1. Explain how the observations of cytologists and geneticists provided the basis for the chromosome theory of inheritance.
2. Describe the contributions that Thomas Hunt Morgan, Walter Sutton, and A.H. Sturtevant made to current understanding of chromosomal inheritance.
3. Explain why Drosophila melanogaster is a good experimental organism.
4. Define linkage and explain why linkage interferes with independent assortment.
5. Distinguish between parental and recombinant phenotypes.
6. Explain how crossing over can unlink genes.
7. Map a linear sequence of genes on a chromosome using given recombination frequencies from experimental crosses.
8. Explain what additional information cytological maps provide over crossover maps.
9. Distinguish between a heterogametic sex and a homogametic sex.
10. Describe sex determination in humans.
11. Describe the inheritance of a sex-linked gene such as color-blindness.
12. Explain why a recessive sex-linked gene is always expressed in human males.
13. Explain how an organism compensates for the fact that some individuals have a double dosage of sex-linked genes while others have only one.
14. Distinguish among nondisjunction, aneuploidy, and polyploidy; explain how these major chromosomal changes occur and describe the consequences.
15. Distinguish between trisomy and triploidy.
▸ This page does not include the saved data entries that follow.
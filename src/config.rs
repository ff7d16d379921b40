//! Process configuration.
//!
//! Loaded once at startup from an optional TOML file; every field has a
//! default so an empty file (or none at all) is a valid configuration.
//! Command-line flags override a handful of fields after loading.

use std::path::{Path, PathBuf};
use std::time::Duration;

use serde::Deserialize;

use crate::error::ConfigError;
use crate::fallback::{FallbackPolicy, FallbackStrategy};
use crate::prompt::{DEFAULT_INSTRUCTIONS, DEFAULT_TEMPLATE, PromptTemplate};
use crate::types::Notation;

#[derive(Debug, Clone, Default, Deserialize)]
#[serde(default, deny_unknown_fields)]
pub struct Config {
    pub server: ServerConfig,
    pub model: ModelConfig,
    pub decoding: DecodingConfig,
    pub resolution: ResolutionConfig,
    pub response: ResponseConfig,
}

#[derive(Debug, Clone, Deserialize)]
#[serde(default, deny_unknown_fields)]
pub struct ServerConfig {
    pub host: String,
    pub port: u16,
    /// Budget for one request, inference included. On expiry the
    /// fallback move is returned.
    pub response_timeout_ms: u64,
    /// Default `tracing` filter when `RUST_LOG` is unset.
    pub log_level: String,
}

impl Default for ServerConfig {
    fn default() -> Self {
        Self {
            host: "0.0.0.0".to_string(),
            port: 5000,
            response_timeout_ms: 20_000,
            log_level: "info".to_string(),
        }
    }
}

impl ServerConfig {
    pub fn response_timeout(&self) -> Duration {
        Duration::from_millis(self.response_timeout_ms)
    }

    pub fn bind_addr(&self) -> String {
        format!("{}:{}", self.host, self.port)
    }
}

#[derive(Debug, Clone, Copy, Default, PartialEq, Eq, Deserialize)]
#[serde(rename_all = "lowercase")]
pub enum BackendKind {
    /// ONNX policy network run inside this process.
    Local,
    /// OpenAI-compatible chat completions server.
    #[default]
    Remote,
}

#[derive(Debug, Clone, Deserialize)]
#[serde(default, deny_unknown_fields)]
pub struct ModelConfig {
    /// Model identifier: a file path or URL for the local backend, the
    /// served model name for the remote one. Fixed for the process
    /// lifetime.
    pub id: String,
    pub backend: BackendKind,
    /// Where downloaded weights are kept.
    pub cache_dir: PathBuf,
    pub local: LocalSettings,
    pub remote: RemoteSettings,
}

impl Default for ModelConfig {
    fn default() -> Self {
        Self {
            id: String::new(),
            backend: BackendKind::default(),
            cache_dir: PathBuf::from(".cache/models"),
            local: LocalSettings::default(),
            remote: RemoteSettings::default(),
        }
    }
}

#[derive(Debug, Clone, Copy, Default, PartialEq, Eq, Deserialize)]
#[serde(rename_all = "lowercase")]
pub enum ExecutionEngine {
    #[default]
    Tract,
    Candle,
}

#[derive(Debug, Clone, Deserialize)]
#[serde(default, deny_unknown_fields)]
pub struct LocalSettings {
    pub engine: ExecutionEngine,
    /// JSON map from UCI move to policy index. Defaults to
    /// `all_moves.json` next to the model file.
    pub vocabulary: Option<PathBuf>,
    /// Independent sessions, so that concurrent games do not queue on a
    /// single one.
    pub sessions: usize,
    pub elo_self: u32,
    pub elo_oppo: u32,
    pub seed: u64,
}

impl Default for LocalSettings {
    fn default() -> Self {
        Self {
            engine: ExecutionEngine::default(),
            vocabulary: None,
            sessions: 2,
            elo_self: 1500,
            elo_oppo: 1500,
            seed: 0,
        }
    }
}

#[derive(Debug, Clone, Deserialize)]
#[serde(default, deny_unknown_fields)]
pub struct RemoteSettings {
    pub base_url: String,
    pub request_timeout_ms: u64,
}

impl Default for RemoteSettings {
    fn default() -> Self {
        Self {
            base_url: "http://127.0.0.1:8000".to_string(),
            request_timeout_ms: 15_000,
        }
    }
}

#[derive(Debug, Clone, Deserialize)]
#[serde(default, deny_unknown_fields)]
pub struct DecodingConfig {
    pub temperature: f32,
    pub max_new_tokens: u32,
    pub stop_sequences: Vec<String>,
    /// Inline template; wins over `prompt_template_file`.
    pub prompt_template: Option<String>,
    pub prompt_template_file: Option<PathBuf>,
    pub instructions: Option<String>,
}

impl Default for DecodingConfig {
    fn default() -> Self {
        Self {
            temperature: 0.1,
            max_new_tokens: 150,
            stop_sequences: Vec::new(),
            prompt_template: None,
            prompt_template_file: None,
            instructions: None,
        }
    }
}

#[derive(Debug, Clone, Deserialize)]
#[serde(default, deny_unknown_fields)]
pub struct ResolutionConfig {
    pub notation: Notation,
    pub fallback: FallbackStrategy,
    pub seed: u64,
    /// Try every move-like token of the completion before falling back.
    pub scan_for_legal: bool,
    /// Report insufficient material, fifty-move and threefold repetition
    /// as game over. Checkmate and stalemate always are.
    pub detect_draws: bool,
    /// Append the heuristic summary to forwarded evaluator prompts.
    pub heuristics: bool,
    /// Send the evaluator's own chat messages to the backend instead of
    /// rendering the prompt template.
    pub forward_messages: bool,
}

impl Default for ResolutionConfig {
    fn default() -> Self {
        Self {
            notation: Notation::Uci,
            fallback: FallbackStrategy::First,
            seed: 0,
            scan_for_legal: true,
            detect_draws: false,
            heuristics: false,
            forward_messages: false,
        }
    }
}

impl ResolutionConfig {
    pub fn fallback_policy(&self) -> FallbackPolicy {
        FallbackPolicy::new(self.fallback, self.seed)
    }
}

/// Fields copied into every response. The evaluator's wire contract is
/// not ours to fix, so it lives here.
#[derive(Debug, Clone, Deserialize)]
#[serde(default, deny_unknown_fields)]
pub struct ResponseConfig {
    pub model: String,
    pub id: String,
    pub object: String,
    pub created: u64,
    /// Assistant content for a move. Placeholders: `{move}`, `{uci}`,
    /// `{san}`, `{rationale}`, `{source}`.
    pub content_template: String,
    /// Assistant content for a finished game. Placeholders: `{reason}`,
    /// `{result}`.
    pub game_over_template: String,
    /// Extra top-level fields merged into every JSON response.
    pub extra: serde_json::Map<String, serde_json::Value>,
}

impl Default for ResponseConfig {
    fn default() -> Self {
        Self {
            model: "chess-agent".to_string(),
            id: "chatcmpl-chess-agent".to_string(),
            object: "chat.completion".to_string(),
            created: 0,
            content_template: "<think>{rationale}</think>\n<uci_move>{move}</uci_move>"
                .to_string(),
            game_over_template: "<think>The game is over by {reason}.</think>\nGame over: {result}"
                .to_string(),
            extra: serde_json::Map::new(),
        }
    }
}

impl Config {
    pub fn from_toml_str(text: &str) -> Result<Self, ConfigError> {
        Ok(toml::from_str(text)?)
    }

    /// Read `path` if given, otherwise start from the defaults.
    pub fn load(path: Option<&Path>) -> Result<Self, ConfigError> {
        match path {
            Some(path) => {
                let text = std::fs::read_to_string(path).map_err(|source| ConfigError::Read {
                    path: path.display().to_string(),
                    source,
                })?;
                Self::from_toml_str(&text)
            }
            None => Ok(Self::default()),
        }
    }

    pub fn validate(&self) -> Result<(), ConfigError> {
        if self.model.id.trim().is_empty() {
            return Err(ConfigError::Invalid(
                "model.id is required (pass --model)".to_string(),
            ));
        }
        if self.server.response_timeout_ms == 0 {
            return Err(ConfigError::Invalid(
                "server.response_timeout_ms must be positive".to_string(),
            ));
        }
        if self.model.local.sessions == 0 {
            return Err(ConfigError::Invalid(
                "model.local.sessions must be at least 1".to_string(),
            ));
        }
        if !(0.0..=5.0).contains(&self.decoding.temperature) {
            return Err(ConfigError::Invalid(format!(
                "decoding.temperature {} is out of range",
                self.decoding.temperature
            )));
        }
        Ok(())
    }

    pub fn prompt_template(&self) -> Result<PromptTemplate, ConfigError> {
        let instructions = self
            .decoding
            .instructions
            .clone()
            .unwrap_or_else(|| DEFAULT_INSTRUCTIONS.to_string());
        let template = match (&self.decoding.prompt_template, &self.decoding.prompt_template_file) {
            (Some(inline), _) => inline.clone(),
            (None, Some(path)) => {
                std::fs::read_to_string(path).map_err(|source| ConfigError::Read {
                    path: path.display().to_string(),
                    source,
                })?
            }
            (None, None) => DEFAULT_TEMPLATE.to_string(),
        };
        Ok(PromptTemplate::new(template, instructions))
    }
}

#[cfg(test)]
mod tests {
    use super::*;

    #[test]
    fn empty_file_gives_defaults() {
        let config = Config::from_toml_str("").unwrap();
        assert_eq!(config.server.port, 5000);
        assert_eq!(config.server.bind_addr(), "0.0.0.0:5000");
        assert_eq!(config.model.backend, BackendKind::Remote);
        assert_eq!(config.resolution.fallback, FallbackStrategy::First);
        assert!(config.resolution.scan_for_legal);
        assert!(config.validate().is_err(), "model id is required");
    }

    #[test]
    fn parses_full_file() {
        let config = Config::from_toml_str(
            r#"
            [server]
            port = 5001
            response_timeout_ms = 5000

            [model]
            id = "models/maia_rapid.onnx"
            backend = "local"

            [model.local]
            engine = "candle"
            sessions = 4

            [decoding]
            temperature = 0.0
            stop_sequences = ["</uci_move>"]
            prompt_template = "FEN: {fen}"

            [resolution]
            notation = "san"
            fallback = "seeded"
            seed = 7
            detect_draws = true

            [response]
            model = "my-agent"
            extra = { team = "rustaceans", version = 3 }
            "#,
        )
        .unwrap();
        config.validate().unwrap();
        assert_eq!(config.server.response_timeout(), Duration::from_secs(5));
        assert_eq!(config.model.backend, BackendKind::Local);
        assert_eq!(config.model.local.engine, ExecutionEngine::Candle);
        assert_eq!(config.model.local.sessions, 4);
        assert_eq!(config.decoding.stop_sequences, ["</uci_move>"]);
        assert_eq!(config.resolution.notation, Notation::San);
        assert_eq!(config.resolution.fallback, FallbackStrategy::Seeded);
        assert_eq!(config.response.extra["team"], "rustaceans");
        assert_eq!(config.prompt_template().unwrap().as_str(), "FEN: {fen}");
    }

    #[test]
    fn example_file_is_valid() {
        let config = Config::from_toml_str(include_str!("../chess-agent.example.toml")).unwrap();
        config.validate().unwrap();
        assert_eq!(config.server.port, 5000);
        assert_eq!(config.model.remote.base_url, "http://127.0.0.1:8000");
        assert!(config.response.extra.is_empty());
    }

    #[test]
    fn rejects_unknown_fields() {
        assert!(Config::from_toml_str("[server]\nprot = 1").is_err());
    }
}
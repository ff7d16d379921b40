use ndarray::{Array4, ArrayViewMut3, Axis};
use shakmaty::{CastlingMode, Chess, EnPassantMode, Position, Role, Setup, Square};

use crate::error::{InferenceError, PositionError};

/// Number of input planes per position.
pub const PLANES: usize = 18;

/// Network input for a single position.
///
/// - `board_tensor` has shape `[1, 18, 8, 8]`. The 18 channels encode
///   piece locations, turn, castling rights and en passant.
/// - `mirrored` is set when Black was to move and the board was flipped so
///   the network always sees White to move. Policy moves must be mirrored
///   back before they mean anything on the real board.
/// - `position` is the (possibly mirrored) position the policy refers to.
pub struct PreparedInput {
    pub board_tensor: Array4<f32>,
    pub mirrored: bool,
    pub position: Chess,
}

/// Convert raw Elo ratings to the categories used by the network
/// (0..=10).
///
/// - Ratings below 1100 map to `0`.
/// - Ratings 1100–1999 are bucketed in 100‑point increments.
/// - Ratings 2000 and above map to `10`.
pub fn elo_category(elo: u32) -> i64 {
    match elo {
        0..1100 => 0,
        2000.. => 10,
        e => ((e - 1100) / 100 + 1) as i64,
    }
}

pub fn prepare(position: &Chess) -> Result<PreparedInput, InferenceError> {
    let mut setup = position.to_setup(EnPassantMode::Legal);
    let mirrored = setup.turn.is_black();
    if mirrored {
        setup.mirror();
    }

    let mut board_tensor = Array4::<f32>::zeros((1, PLANES, 8, 8));
    fill_planes(&setup, board_tensor.index_axis_mut(Axis(0), 0));

    let position: Chess = setup
        .position(CastlingMode::Standard)
        .map_err(PositionError::from)?;

    Ok(PreparedInput {
        board_tensor,
        mirrored,
        position,
    })
}

fn fill_planes(setup: &Setup, mut tensor: ArrayViewMut3<f32>) {
    // Pieces: white in channels 0..5, black in 6..11.
    for sq in Square::ALL {
        if let Some(piece) = setup.board.piece_at(sq) {
            let color_offset = if piece.color.is_white() { 0 } else { 6 };
            let role_offset = match piece.role {
                Role::Pawn => 0,
                Role::Knight => 1,
                Role::Bishop => 2,
                Role::Rook => 3,
                Role::Queen => 4,
                Role::King => 5,
            };
            tensor[[color_offset + role_offset, sq.rank() as usize, sq.file() as usize]] = 1.0;
        }
    }

    // Channel 12: all ones when White is to move.
    tensor
        .index_axis_mut(Axis(0), 12)
        .fill(f32::from(u8::from(setup.turn.is_white())));

    // Channels 13..16: castling rights keyed by original rook square.
    let castling_rights = [Square::H1, Square::A1, Square::H8, Square::A8]
        .map(|rook| setup.castling_rights.contains(rook));
    for (i, has_right) in castling_rights.into_iter().enumerate() {
        tensor
            .index_axis_mut(Axis(0), 13 + i)
            .fill(f32::from(u8::from(has_right)));
    }

    // Channel 17: one-hot en passant target.
    if let Some(ep_sq) = setup.ep_square {
        tensor[[17, ep_sq.rank() as usize, ep_sq.file() as usize]] = 1.0;
    }
}
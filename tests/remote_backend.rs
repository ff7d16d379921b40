use std::net::SocketAddr;
use std::sync::{Arc, Mutex};
use std::time::Duration;

use axum::{Json, Router, extract::State, http::StatusCode, routing::post};
use chess_agent::InferenceError;
use chess_agent::config::RemoteSettings;
use chess_agent::inference::{DecodingOptions, GenerationRequest, InferenceBackend, RemoteBackend};
use chess_agent::types::ChatMessage;
use chess_agent::BoardState;
use serde_json::{Value, json};

type Seen = Arc<Mutex<Vec<Value>>>;

/// Minimal OpenAI-compatible server that records request bodies.
async fn fake_server(status: StatusCode, content: &'static str) -> (SocketAddr, Seen) {
    let seen: Seen = Arc::default();
    let app = Router::new()
        .route(
            "/v1/chat/completions",
            post(move |State(seen): State<Seen>, Json(body): Json<Value>| async move {
                seen.lock().unwrap().push(body);
                (
                    status,
                    Json(json!({
                        "id": "chatcmpl-fake",
                        "object": "chat.completion",
                        "choices": [{
                            "index": 0,
                            "message": {"role": "assistant", "content": content},
                            "finish_reason": "stop"
                        }]
                    })),
                )
            }),
        )
        .with_state(Arc::clone(&seen));
    let listener = tokio::net::TcpListener::bind("127.0.0.1:0").await.unwrap();
    let addr = listener.local_addr().unwrap();
    tokio::spawn(async move { axum::serve(listener, app).await });
    (addr, seen)
}

fn backend(base_url: String) -> RemoteBackend {
    RemoteBackend::new(
        "qwen-chess",
        &RemoteSettings {
            base_url,
            request_timeout_ms: 2_000,
        },
    )
    .unwrap()
}

fn request(options: DecodingOptions) -> GenerationRequest {
    GenerationRequest {
        board: BoardState::default(),
        messages: vec![ChatMessage::user("Your move.")],
        options,
    }
}

#[tokio::test]
async fn sends_decoding_parameters_and_returns_content() {
    let (addr, seen) = fake_server(StatusCode::OK, "<uci_move>e2e4</uci_move> trailing").await;
    let remote = backend(format!("http://{addr}/"));
    let options = DecodingOptions {
        temperature: 0.3,
        max_new_tokens: 64,
        stop_sequences: vec![" trailing".to_string()],
    };

    let text = remote.generate(&request(options)).await.unwrap();
    assert_eq!(text, "<uci_move>e2e4</uci_move>");

    let body = seen.lock().unwrap()[0].clone();
    assert_eq!(body["model"], "qwen-chess");
    assert_eq!(body["max_tokens"], 64);
    assert_eq!(body["stop"], json!([" trailing"]));
    assert_eq!(body["messages"][0]["content"], "Your move.");
    assert!((body["temperature"].as_f64().unwrap() - 0.3).abs() < 1e-6);
}

#[tokio::test]
async fn omits_empty_stop_list() {
    let (addr, seen) = fake_server(StatusCode::OK, "e2e4").await;
    backend(format!("http://{addr}"))
        .generate(&request(DecodingOptions::default()))
        .await
        .unwrap();
    assert!(seen.lock().unwrap()[0].get("stop").is_none());
}

#[tokio::test]
async fn server_errors_are_unavailability() {
    let (addr, _) = fake_server(StatusCode::INTERNAL_SERVER_ERROR, "").await;
    let err = backend(format!("http://{addr}"))
        .generate(&request(DecodingOptions::default()))
        .await
        .unwrap_err();
    assert!(err.is_unavailable());
}

#[tokio::test]
async fn unreachable_server_is_unavailability() {
    // bind then drop to get a port nobody listens on
    let port = std::net::TcpListener::bind("127.0.0.1:0")
        .unwrap()
        .local_addr()
        .unwrap()
        .port();
    let err = backend(format!("http://127.0.0.1:{port}"))
        .generate(&request(DecodingOptions::default()))
        .await
        .unwrap_err();
    assert!(err.is_unavailable());
}

#[tokio::test]
async fn slow_server_is_a_timeout() {
    let app = Router::new().route(
        "/v1/chat/completions",
        post(|| async {
            tokio::time::sleep(Duration::from_secs(5)).await;
            Json(json!({"choices": []}))
        }),
    );
    let listener = tokio::net::TcpListener::bind("127.0.0.1:0").await.unwrap();
    let addr = listener.local_addr().unwrap();
    tokio::spawn(async move { axum::serve(listener, app).await });

    let remote = RemoteBackend::new(
        "qwen-chess",
        &RemoteSettings {
            base_url: format!("http://{addr}"),
            request_timeout_ms: 100,
        },
    )
    .unwrap();
    let err = remote
        .generate(&request(DecodingOptions::default()))
        .await
        .unwrap_err();
    assert!(
        matches!(err, InferenceError::Timeout(budget) if budget == Duration::from_millis(100)),
        "{err}"
    );
}
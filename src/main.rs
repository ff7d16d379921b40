use std::path::PathBuf;
use std::sync::Arc;

use anyhow::{Context, Result};
use clap::{Parser, ValueEnum};
use tracing::{error, info};

use chess_agent::config::{BackendKind, Config};
use chess_agent::inference::build_backend;
use chess_agent::logging::init_logging;
use chess_agent::server::{AppState, serve};

#[derive(Parser, Debug)]
#[command(name = "chess-agent")]
#[command(version, about = "Serve a language model as a chess agent that always plays a legal move")]
struct Args {
    /// TOML configuration file
    #[arg(long)]
    config: Option<PathBuf>,

    /// Model identifier: ONNX path or URL (local), served model name (remote)
    #[arg(long)]
    model: Option<String>,

    #[arg(long, value_enum)]
    backend: Option<Backend>,

    #[arg(long)]
    host: Option<String>,

    #[arg(long)]
    port: Option<u16>,

    /// Default log filter when RUST_LOG is unset
    #[arg(long)]
    log_level: Option<String>,
}

#[derive(ValueEnum, Debug, Clone, Copy)]
enum Backend {
    Local,
    Remote,
}

impl Args {
    fn apply(self, config: &mut Config) {
        if let Some(model) = self.model {
            config.model.id = model;
        }
        if let Some(backend) = self.backend {
            config.model.backend = match backend {
                Backend::Local => BackendKind::Local,
                Backend::Remote => BackendKind::Remote,
            };
        }
        if let Some(host) = self.host {
            config.server.host = host;
        }
        if let Some(port) = self.port {
            config.server.port = port;
        }
        if let Some(level) = self.log_level {
            config.server.log_level = level;
        }
    }
}

fn main() -> Result<()> {
    let args = Args::parse();
    let mut config = Config::load(args.config.as_deref()).context("loading configuration")?;
    args.apply(&mut config);
    config.validate()?;

    init_logging(&config.server.log_level).context("installing log subscriber")?;
    info!(model = %config.model.id, backend = ?config.model.backend, "starting");

    // Weights are loaded, and downloaded if needed, before the runtime
    // exists; a failure here ends the process with a non-zero status.
    let backend = build_backend(&config.model)
        .inspect_err(|e| error!(error = %e, "model failed to load"))
        .with_context(|| format!("loading model {}", config.model.id))?;
    let state = Arc::new(AppState::from_config(backend, &config)?);

    let runtime = tokio::runtime::Builder::new_multi_thread()
        .enable_all()
        .build()
        .context("building tokio runtime")?;

    runtime.block_on(async {
        let addr = config.server.bind_addr();
        let listener = tokio::net::TcpListener::bind(&addr)
            .await
            .with_context(|| format!("binding {addr}"))?;
        serve(listener, state, shutdown_signal()).await?;
        info!("shut down cleanly");
        Ok::<_, anyhow::Error>(())
    })
}

async fn shutdown_signal() {
    let ctrl_c = async {
        if let Err(e) = tokio::signal::ctrl_c().await {
            error!(error = %e, "cannot listen for Ctrl-C");
            std::future::pending::<()>().await;
        }
    };

    #[cfg(unix)]
    let terminate = async {
        match tokio::signal::unix::signal(tokio::signal::unix::SignalKind::terminate()) {
            Ok(mut signal) => {
                signal.recv().await;
            }
            Err(e) => {
                error!(error = %e, "cannot listen for SIGTERM");
                std::future::pending::<()>().await;
            }
        }
    };
    #[cfg(not(unix))]
    let terminate = std::future::pending::<()>();

    tokio::select! {
        _ = ctrl_c => {},
        _ = terminate => {},
    }
    info!("shutdown requested");
}
use anyhow::anyhow;
use std::path::Path;

/// Turn a path into a URL with a given prefix. If a scheme and host is given, the path becomes an
/// absolute URL.
pub fn path_to_url(scheme_and_host: Option<&str>, path: impl AsRef<Path>) -> anyhow::Result<String> {
    let path = path.as_ref();

    let mut builder = String::new();
    if let Some(s) = scheme_and_host {
        builder.push_str(s);
    }

    for (idx, part) in path.into_iter().enumerate() {
        if idx > 0 || scheme_and_host.is_some() {
            builder.push('/');
        }
        builder.push_str(part.to_str().ok_or(anyhow!("expected UTF-8 path"))?);
    }

    Ok(builder)
}

/// Append a cache-defeating query parameter to a URL. The value only has to change between
/// fetches; the server never interprets it.
pub fn cache_bust(url: &str, version: u64) -> String {
    let sep = if url.contains('?') { '&' } else { '?' };
    format!("{url}{sep}v={version}")
}

#[cfg(test)]
mod test {
    #[test]
    fn path_to_url() {
        use super::path_to_url;
        use std::path::PathBuf;

        assert_eq!(path_to_url(None, "index.html").unwrap(), "index.html");
        assert_eq!(
            path_to_url(Some("https://example.com"), "index.html").unwrap(),
            "https://example.com/index.html"
        );
        assert_eq!(
            path_to_url(Some("https://example.com"), PathBuf::from("nested").join("page.html"))
                .unwrap(),
            "https://example.com/nested/page.html"
        );
    }

    #[test]
    fn cache_bust() {
        use super::cache_bust;

        assert_eq!(cache_bust("data/site.json", 17), "data/site.json?v=17");
        assert_eq!(cache_bust("img/hero.jpg?w=768", 17), "img/hero.jpg?w=768&v=17");
    }
}
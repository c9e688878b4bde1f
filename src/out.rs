use std::fs::{self, File};
use std::io::{self, Read};
use std::path::{Path, PathBuf};

/// Writer for the hydrated output tree.
pub struct Out {
    prefix: PathBuf,
}

impl Out {
    /// Create a new out writer at `path`.
    ///
    /// # Warning
    ///
    /// This recursively removes everything currently at `path`.
    pub fn at(path: impl AsRef<Path>) -> anyhow::Result<Self> {
        let path = path.as_ref();

        let _ = fs::remove_dir_all(path);
        fs::create_dir_all(path)?;

        Ok(Out {
            prefix: path.canonicalize()?,
        })
    }

    /// Write a file with the given `content` to `out_file`. Recursively creates the file's
    /// directory if it does not yet exist.
    pub fn update_file(&self, content: &mut impl Read, out_file: impl AsRef<Path>) -> anyhow::Result<()> {
        let out_file = self.prefix.join(out_file);

        if let Some(parent) = out_file.parent() {
            fs::create_dir_all(parent)?;
        }

        let mut fw = File::create(out_file)?;
        io::copy(content, &mut fw)?;

        Ok(())
    }

    /// Copy a file by copying all bytes from `in_file` to `out_file`. This does not copy file
    /// attributes.
    pub fn copy_file(&self, in_file: impl AsRef<Path>, out_file: impl AsRef<Path>) -> anyhow::Result<()> {
        let mut fr = File::open(in_file)?;
        self.update_file(&mut fr, out_file)?;

        Ok(())
    }

    /// Copy all files and directories from `in_dir` to `out_dir`, byte for byte.
    pub fn copy_dir(&self, in_dir: impl AsRef<Path>, out_dir: impl AsRef<Path>) -> anyhow::Result<()> {
        let in_dir = in_dir.as_ref();
        let out_dir = out_dir.as_ref();

        for entry in walkdir::WalkDir::new(in_dir).follow_links(true) {
            let entry = entry?;
            let target = out_dir.join(entry.path().strip_prefix(in_dir)?);
            if entry.file_type().is_dir() {
                fs::create_dir_all(self.prefix.join(target))?;
            } else if entry.file_type().is_file() {
                self.copy_file(entry.path(), target)?;
            }
        }

        Ok(())
    }
}
use anyhow::Context;
use std::path::Path;

use crate::config::SiteConfig;
use crate::utils;

/// Where the page data document lives, relative to the site directory. The
/// shell fetches the same path at run time.
pub const CONFIG_PATH: &str = "data/site.json";

/// One read of the site data document: fetch, parse, validate. No retries,
/// no timeout; any failure aborts the whole hydration.
pub fn load(site_dir: &Path, version: u64) -> anyhow::Result<SiteConfig> {
    log::debug!("fetching {}", utils::cache_bust(CONFIG_PATH, version));

    let raw = std::fs::read_to_string(site_dir.join(CONFIG_PATH))
        .with_context(|| format!("Reading {CONFIG_PATH}"))?;
    let cfg: SiteConfig =
        serde_json::from_str(&raw).with_context(|| format!("Parsing {CONFIG_PATH}"))?;
    cfg.validate()?;

    Ok(cfg)
}

#[cfg(test)]
mod test {
    use std::io::Write;

    fn site_with(json: &str) -> tempfile::TempDir {
        let dir = tempfile::tempdir().unwrap();
        std::fs::create_dir_all(dir.path().join("data")).unwrap();
        let mut f = std::fs::File::create(dir.path().join("data/site.json")).unwrap();
        f.write_all(json.as_bytes()).unwrap();
        dir
    }

    #[test]
    fn load_parses_and_validates() {
        let dir = site_with(r#"{ "business": { "name": "Barbearia Norte" }, "contact": {} }"#);
        let cfg = super::load(dir.path(), 1).unwrap();
        assert_eq!(cfg.business_name(), "Barbearia Norte");
    }

    #[test]
    fn malformed_document_aborts() {
        let dir = site_with("{ not json");
        assert!(super::load(dir.path(), 1).is_err());
    }

    #[test]
    fn missing_required_fields_abort_with_aggregate() {
        let dir = site_with("{}");
        let err = super::load(dir.path(), 1).unwrap_err();
        assert!(err
            .to_string()
            .contains("missing required fields: business.name, contact"));
    }
}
16. Distinguish among deletions, duplications, translocations, and inversions.
17. Describe the effects of alterations in chromosome structure, and explain the role of position effects in altering the phenotype.
18. Describe the type of chromosomal alterations implicated in the following human disorders: Down syndrome, Klinefelter syndrome, extra Y, triple-X syndrome, Turner syndrome, cri du chat syndrome, and chronic myelogenous leukemia.
19. Define genomic imprinting and provide evidence to support this model.
20. Explain how the complex expression of a human genetic disorder, such as fragile-X syndrome, can be influenced by triplet repeats and genomic imprinting.
21. Give some exceptions to the chromosome theory of inheritance, and explain why cytoplasmic genes are not inherited in a Mendelian fashion.